To do:
Of the entries below, return exactly those lines that fall between the one containing "coordinate pair, and" and the one containing "or a lat/lon", the two end lines included.

*** Opening Input material ***

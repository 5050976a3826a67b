//! Configuration types for the Propsearch core library
//!
//! Values are layered, lowest precedence first:
//!
//! 1. struct defaults
//! 2. an optional configuration file (YAML, TOML or JSON, chosen by extension)
//! 3. `PROPSEARCH__<SECTION>__<KEY>` environment variables
//! 4. the plain `PORT`, `GEOCODING_API_URL` and `GEOCODING_API_KEY` variables

use crate::{PropsearchError, Result};
use serde::{Deserialize, Serialize};
use std::path::{Path, PathBuf};

/// Prefix for structured environment overrides
pub const ENV_PREFIX: &str = "PROPSEARCH";

/// Plain environment variable holding the geocoding endpoint
pub const GEOCODING_API_URL_VAR: &str = "GEOCODING_API_URL";

/// Plain environment variable holding the geocoding API key
pub const GEOCODING_API_KEY_VAR: &str = "GEOCODING_API_KEY";

/// Main configuration structure
#[derive(Debug, Clone, Default, Serialize, Deserialize)]
pub struct AppConfig {
    /// HTTP server settings
    #[serde(default)]
    pub server: ServerSettings,
    /// Geocoding provider settings
    #[serde(default)]
    pub geocoding: GeocodingConfig,
    /// Search behaviour
    #[serde(default)]
    pub search: SearchConfig,
    /// Dataset source
    #[serde(default)]
    pub data: DataConfig,
    /// Logging configuration
    #[serde(default)]
    pub logging: LoggingConfig,
}

impl AppConfig {
    /// Load configuration from an optional file plus the process environment
    pub fn load(path: Option<&Path>) -> Result<Self> {
        let mut builder = config::Config::builder();

        if let Some(path) = path {
            builder = builder.add_source(config::File::from(path).required(true));
        }

        let builder = builder
            .add_source(
                config::Environment::with_prefix(ENV_PREFIX)
                    .prefix_separator("__")
                    .separator("__")
                    .try_parsing(true),
            )
            .set_override_option("server.port", std::env::var("PORT").ok())?
            .set_override_option(
                "geocoding.api_url",
                std::env::var(GEOCODING_API_URL_VAR).ok(),
            )?
            .set_override_option(
                "geocoding.api_key",
                std::env::var(GEOCODING_API_KEY_VAR).ok(),
            )?;

        let config: Self = builder.build()?.try_deserialize()?;
        config.validate()?;

        tracing::debug!(
            "Configuration loaded (file: {})",
            path.map(|p| p.display().to_string())
                .unwrap_or_else(|| "none".to_string())
        );

        Ok(config)
    }

    /// Parse configuration from a YAML document without consulting the environment
    pub fn from_yaml_str(contents: &str) -> Result<Self> {
        let config: Self = config::Config::builder()
            .add_source(config::File::from_str(contents, config::FileFormat::Yaml))
            .build()?
            .try_deserialize()?;
        config.validate()?;
        Ok(config)
    }

    /// Validate configuration values that serde cannot check
    pub fn validate(&self) -> Result<()> {
        if self.server.port == 0 {
            return Err(PropsearchError::configuration("server.port cannot be 0"));
        }

        if self.search.page_size == 0 {
            return Err(PropsearchError::configuration(
                "search.page_size must be at least 1",
            ));
        }

        if self.geocoding.timeout_seconds == 0 {
            return Err(PropsearchError::configuration(
                "geocoding.timeout_seconds must be at least 1",
            ));
        }

        let valid_formats = ["pretty", "compact", "json"];
        if !valid_formats.contains(&self.logging.format.as_str()) {
            return Err(PropsearchError::configuration(format!(
                "Unknown log format '{}'. Valid formats: {}",
                self.logging.format,
                valid_formats.join(", ")
            )));
        }

        Ok(())
    }
}

/// HTTP server settings
#[derive(Debug, Clone, Serialize, Deserialize)]
pub struct ServerSettings {
    /// Address to bind
    #[serde(default = "default_host")]
    pub host: String,
    /// Port to bind
    #[serde(default = "default_port")]
    pub port: u16,
    /// Whether to attach a permissive CORS layer
    #[serde(default = "default_true")]
    pub cors_enabled: bool,
}

impl Default for ServerSettings {
    fn default() -> Self {
        Self {
            host: default_host(),
            port: default_port(),
            cors_enabled: true,
        }
    }
}

/// Geocoding provider settings
///
/// The endpoint is kept as raw text; it is only parsed when a request needs
/// it, so a bad value surfaces as a geocoding configuration failure.
#[derive(Debug, Clone, Serialize, Deserialize)]
pub struct GeocodingConfig {
    /// Base endpoint of the provider
    #[serde(default)]
    pub api_url: Option<String>,
    /// API key sent as the `key` query parameter
    #[serde(default)]
    pub api_key: Option<String>,
    /// Upper bound on a single provider call
    #[serde(default = "default_timeout")]
    pub timeout_seconds: u64,
}

impl GeocodingConfig {
    /// The configured endpoint, if it holds anything but whitespace
    pub fn endpoint(&self) -> Option<&str> {
        self.api_url
            .as_deref()
            .map(str::trim)
            .filter(|url| !url.is_empty())
    }

    /// The configured API key, if it is non-empty
    pub fn key(&self) -> Option<&str> {
        self.api_key.as_deref().filter(|key| !key.is_empty())
    }

    /// Whether an endpoint has been supplied at all
    pub fn is_configured(&self) -> bool {
        self.endpoint().is_some()
    }
}

impl Default for GeocodingConfig {
    fn default() -> Self {
        Self {
            api_url: None,
            api_key: None,
            timeout_seconds: default_timeout(),
        }
    }
}

/// Search behaviour
#[derive(Debug, Clone, Serialize, Deserialize)]
pub struct SearchConfig {
    /// Records per page
    #[serde(default = "default_page_size")]
    pub page_size: usize,
}

impl Default for SearchConfig {
    fn default() -> Self {
        Self {
            page_size: default_page_size(),
        }
    }
}

/// Dataset source
#[derive(Debug, Clone, Default, Serialize, Deserialize)]
pub struct DataConfig {
    /// JSON file holding the property records; the bundled dataset is used when unset
    #[serde(default)]
    pub properties_path: Option<PathBuf>,
}

/// Logging configuration
#[derive(Debug, Clone, Serialize, Deserialize)]
pub struct LoggingConfig {
    /// Log level or `EnvFilter` directive
    #[serde(default = "default_log_level")]
    pub level: String,
    /// Output format: pretty, compact or json
    #[serde(default = "default_log_format")]
    pub format: String,
}

impl Default for LoggingConfig {
    fn default() -> Self {
        Self {
            level: default_log_level(),
            format: default_log_format(),
        }
    }
}

fn default_host() -> String {
    "127.0.0.1".to_string()
}

fn default_port() -> u16 {
    3000
}

fn default_true() -> bool {
    true
}

fn default_timeout() -> u64 {
    10
}

fn default_page_size() -> usize {
    crate::query::DEFAULT_PAGE_SIZE
}

fn default_log_level() -> String {
    "info".to_string()
}

fn default_log_format() -> String {
    "pretty".to_string()
}
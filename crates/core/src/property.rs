//! Property records and their response projections

use serde::{Deserialize, Serialize};

/// A single listing as stored in the dataset
///
/// Records are loaded once and never modified afterwards.
#[derive(Debug, Clone, PartialEq, Serialize, Deserialize)]
pub struct Property {
    /// Opaque unique identifier, e.g. `prop_001`
    pub id: String,
    /// Display address
    pub address: String,
    /// Suburb used for filtering
    pub suburb: String,
    /// Asking price in whole dollars
    pub price: u64,
    pub bedrooms: u32,
    pub bathrooms: u32,
    pub parking: u32,
    /// Long-form listing text, only exposed by the detail lookup
    pub description: String,
}

impl Property {
    /// Whether this record belongs to the given suburb, ignoring case and
    /// surrounding whitespace
    pub fn in_suburb(&self, suburb: &str) -> bool {
        normalise_suburb(&self.suburb) == normalise_suburb(suburb)
    }

    /// Price as a float for comparison against request bounds
    pub fn price_value(&self) -> f64 {
        self.price as f64
    }
}

/// Canonical form used for suburb comparison
pub fn normalise_suburb(suburb: &str) -> String {
    suburb.trim().to_lowercase()
}

/// Listing shape returned by the collection search
#[derive(Debug, Clone, PartialEq, Serialize, Deserialize)]
pub struct PropertySummary {
    pub id: String,
    pub address: String,
    pub price: u64,
    pub bedrooms: u32,
    pub bathrooms: u32,
    pub parking: u32,
}

impl From<&Property> for PropertySummary {
    fn from(property: &Property) -> Self {
        Self {
            id: property.id.clone(),
            address: property.address.clone(),
            price: property.price,
            bedrooms: property.bedrooms,
            bathrooms: property.bathrooms,
            parking: property.parking,
        }
    }
}

/// Listing shape returned by the single-resource lookup
#[derive(Debug, Clone, PartialEq, Serialize, Deserialize)]
pub struct PropertyDetail {
    pub id: String,
    pub address: String,
    pub price: u64,
    pub bedrooms: u32,
    pub bathrooms: u32,
    pub parking: u32,
    pub description: String,
}

impl From<&Property> for PropertyDetail {
    fn from(property: &Property) -> Self {
        Self {
            id: property.id.clone(),
            address: property.address.clone(),
            price: property.price,
            bedrooms: property.bedrooms,
            bathrooms: property.bathrooms,
            parking: property.parking,
            description: property.description.clone(),
        }
    }
}

#[cfg(test)]
mod tests {
    use super::*;

    fn sample() -> Property {
        Property {
            id: "prop_100".to_string(),
            address: "1 Example Street, West End QLD 4101".to_string(),
            suburb: "West End".to_string(),
            price: 750_000,
            bedrooms: 2,
            bathrooms: 1,
            parking: 1,
            description: "Sample listing".to_string(),
        }
    }

    #[test]
    fn test_suburb_match_ignores_case_and_whitespace() {
        let property = sample();
        assert!(property.in_suburb("west end"));
        assert!(property.in_suburb("  WEST END "));
        assert!(!property.in_suburb("West"));
        assert!(!property.in_suburb("West End QLD"));
    }

    #[test]
    fn test_summary_omits_description_and_suburb() {
        let value = serde_json::to_value(PropertySummary::from(&sample())).unwrap();
        let object = value.as_object().unwrap();
        assert_eq!(object.len(), 6);
        assert!(object.get("description").is_none());
        assert!(object.get("suburb").is_none());
        assert_eq!(value["price"], 750_000);
    }

    #[test]
    fn test_detail_includes_description() {
        let detail = PropertyDetail::from(&sample());
        assert_eq!(detail.description, "Sample listing");
        let value = serde_json::to_value(detail).unwrap();
        assert!(value.get("suburb").is_none());
    }
}
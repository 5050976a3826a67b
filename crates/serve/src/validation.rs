//! Query parameter validation for the property search endpoint
//!
//! Checks run in a fixed order and the first failure wins:
//! suburb, address, minPrice, maxPrice, the min/max pair, then page.

use crate::error::ApiError;
use propsearch_core::FilterCriteria;
use std::collections::HashMap;

/// Upper bound (exclusive) for a page number, i.e. 2^64
const PAGE_LIMIT: f64 = 18_446_744_073_709_551_616.0;

/// A search request that passed validation
#[derive(Debug, Clone, PartialEq)]
pub struct SearchRequest {
    /// Filters with `coordinates` still unset
    pub criteria: FilterCriteria,
    /// Trimmed address to geocode, if one was supplied
    pub address: Option<String>,
}

/// Decoded query string, keeping every value of repeated parameters
#[derive(Debug, Default)]
pub struct QueryParams {
    values: HashMap<String, Vec<String>>,
}

enum Param<'a> {
    Absent,
    Single(&'a str),
    Repeated,
}

impl QueryParams {
    /// Decode a raw `application/x-www-form-urlencoded` query string
    pub fn parse(raw: Option<&str>) -> Self {
        let mut values: HashMap<String, Vec<String>> = HashMap::new();
        for (name, value) in url::form_urlencoded::parse(raw.unwrap_or_default().as_bytes()) {
            values
                .entry(name.into_owned())
                .or_default()
                .push(value.into_owned());
        }
        Self { values }
    }

    fn get(&self, name: &str) -> Param<'_> {
        match self.values.get(name).map(Vec::as_slice) {
            None | Some([]) => Param::Absent,
            Some([value]) => Param::Single(value),
            Some(_) => Param::Repeated,
        }
    }

    fn text(&self, name: &str) -> Result<Option<String>, ApiError> {
        let invalid =
            || ApiError::invalid_request(format!("{} must be a non-empty string when provided.", name));

        match self.get(name) {
            Param::Absent => Ok(None),
            Param::Single(value) if !value.trim().is_empty() => Ok(Some(value.trim().to_string())),
            Param::Single(_) | Param::Repeated => Err(invalid()),
        }
    }

    fn price(&self, name: &str) -> Result<Option<f64>, ApiError> {
        let value = match self.get(name) {
            Param::Absent => return Ok(None),
            Param::Single(value) => parse_number(value),
            Param::Repeated => None,
        };

        let value = value.ok_or_else(|| {
            ApiError::invalid_request(format!("{} must be a valid number.", name))
        })?;

        if value < 0.0 {
            return Err(ApiError::invalid_request(format!(
                "{} must be greater than or equal to 0.",
                name
            )));
        }

        Ok(Some(value))
    }

    fn page(&self) -> Result<u64, ApiError> {
        let value = match self.get("page") {
            Param::Absent => return Ok(1),
            Param::Single(value) => parse_number(value),
            Param::Repeated => None,
        };

        match value {
            Some(page) if page.fract() == 0.0 && page >= 1.0 && page < PAGE_LIMIT => Ok(page as u64),
            _ => Err(ApiError::invalid_request(
                "page must be a positive integer when provided.",
            )),
        }
    }
}

/// Parse a finite decimal number, ignoring surrounding whitespace
///
/// A blank value reads as zero, so `minPrice=` is a lower bound of 0 and
/// `page=` still fails the positive-integer check.
fn parse_number(value: &str) -> Option<f64> {
    let trimmed = value.trim();
    if trimmed.is_empty() {
        return Some(0.0);
    }
    trimmed.parse::<f64>().ok().filter(|n| n.is_finite())
}

/// Validate the raw query string of `GET /properties`
pub fn validate_search_query(raw: Option<&str>) -> Result<SearchRequest, ApiError> {
    let params = QueryParams::parse(raw);

    let suburb = params.text("suburb")?;
    let address = params.text("address")?;
    let min_price = params.price("minPrice")?;
    let max_price = params.price("maxPrice")?;

    if let (Some(min), Some(max)) = (min_price, max_price) {
        if min > max {
            return Err(ApiError::invalid_request(
                "minPrice cannot be greater than maxPrice.",
            ));
        }
    }

    let page = params.page()?;

    Ok(SearchRequest {
        criteria: FilterCriteria {
            suburb,
            min_price,
            max_price,
            page,
            coordinates: None,
        },
        address,
    })
}
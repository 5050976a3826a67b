//! Coordinate extraction from provider payloads
//!
//! Providers answer in several shapes. Each shape gets its own strategy, a
//! pure function from the parsed payload to an optional coordinate pair, and
//! [`extract_coordinates`] tries them in priority order.
//!
//! Field alternatives behave like a null-coalescing chain: the first key that
//! is present and non-null is taken, and if its value is not a number the
//! entry is skipped rather than falling through to the next key.

use super::Coordinates;
use serde_json::Value;

/// A single response-shape strategy
pub type ExtractionStrategy = fn(&Value) -> Option<Coordinates>;

/// Strategies in priority order; the first to yield coordinates wins
pub const STRATEGIES: &[(&str, ExtractionStrategy)] = &[
    ("features", from_features),
    ("results", from_results),
    ("locations", from_locations),
    ("top_level", from_top_level),
];

/// Run every strategy in order and return the first hit
pub fn extract_coordinates(payload: &Value) -> Option<Coordinates> {
    STRATEGIES.iter().find_map(|(name, strategy)| {
        let coordinates = strategy(payload)?;
        tracing::debug!("Coordinates extracted using '{}' shape", name);
        Some(coordinates)
    })
}

/// GeoJSON-style `features[]`, reading `geometry.coordinates` as
/// `[longitude, latitude, ...]` or a lat/lon pair under `properties`
pub fn from_features(payload: &Value) -> Option<Coordinates> {
    entries(payload, "features")?.iter().find_map(|feature| {
        geometry_point(feature).or_else(|| {
            let properties = feature.get("properties");
            pair(
                coalesce(&[field(properties, "lat"), field(properties, "latitude")]),
                coalesce(&[field(properties, "lon"), field(properties, "longitude")]),
            )
        })
    })
}

/// `results[]` entries with a nested `location` object or flat `lat`/`lon`
pub fn from_results(payload: &Value) -> Option<Coordinates> {
    entries(payload, "results")?.iter().find_map(|result| {
        let location = result.get("location");
        pair(
            coalesce(&[
                field(location, "lat"),
                field(location, "latitude"),
                result.get("lat"),
            ]),
            coalesce(&[
                field(location, "lng"),
                field(location, "longitude"),
                result.get("lon"),
            ]),
        )
    })
}

/// `locations[]` entries carrying flat coordinates
pub fn from_locations(payload: &Value) -> Option<Coordinates> {
    entries(payload, "locations")?.iter().find_map(|location| {
        pair(
            coalesce(&[location.get("lat"), location.get("latitude")]),
            coalesce(&[
                location.get("lon"),
                location.get("longitude"),
                location.get("lng"),
            ]),
        )
    })
}

/// Bare `latitude`/`longitude` on the payload itself
pub fn from_top_level(payload: &Value) -> Option<Coordinates> {
    pair(payload.get("latitude"), payload.get("longitude"))
}

fn entries<'a>(payload: &'a Value, key: &str) -> Option<&'a Vec<Value>> {
    payload
        .get(key)
        .and_then(Value::as_array)
        .filter(|items| !items.is_empty())
}

fn geometry_point(feature: &Value) -> Option<Coordinates> {
    let position = feature
        .get("geometry")
        .and_then(|geometry| geometry.get("coordinates"))
        .and_then(Value::as_array)
        .filter(|position| position.len() >= 2)?;

    pair(position.get(1), position.first())
}

fn field<'a>(parent: Option<&'a Value>, key: &str) -> Option<&'a Value> {
    parent.and_then(|value| value.get(key))
}

fn coalesce<'a>(candidates: &[Option<&'a Value>]) -> Option<&'a Value> {
    candidates
        .iter()
        .flatten()
        .copied()
        .find(|value| !value.is_null())
}

fn pair(latitude: Option<&Value>, longitude: Option<&Value>) -> Option<Coordinates> {
    let latitude = latitude?.as_f64()?;
    let longitude = longitude?.as_f64()?;
    Some(Coordinates {
        latitude,
        longitude,
    })
}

*** Closing Input material ***

Finished exercise:
//! pure function from the parsed payload to an optional coordinate pair, and
//! [`extract_coordinates`] tries them in priority order.
//!
//! Field alternatives behave like a null-coalescing chain: the first key that
//! is present and non-null is taken, and if its value is not a number the
//! entry is skipped rather than falling through to the next key.

use super::Coordinates;
use serde_json::Value;

/// A single response-shape strategy
pub type ExtractionStrategy = fn(&Value) -> Option<Coordinates>;

/// Strategies in priority order; the first to yield coordinates wins
pub const STRATEGIES: &[(&str, ExtractionStrategy)] = &[
    ("features", from_features),
    ("results", from_results),
    ("locations", from_locations),
    ("top_level", from_top_level),
];

/// Run every strategy in order and return the first hit
pub fn extract_coordinates(payload: &Value) -> Option<Coordinates> {
    STRATEGIES.iter().find_map(|(name, strategy)| {
        let coordinates = strategy(payload)?;
        tracing::debug!("Coordinates extracted using '{}' shape", name);
        Some(coordinates)
    })
}

/// GeoJSON-style `features[]`, reading `geometry.coordinates` as
/// `[longitude, latitude, ...]` or a lat/lon pair under `properties`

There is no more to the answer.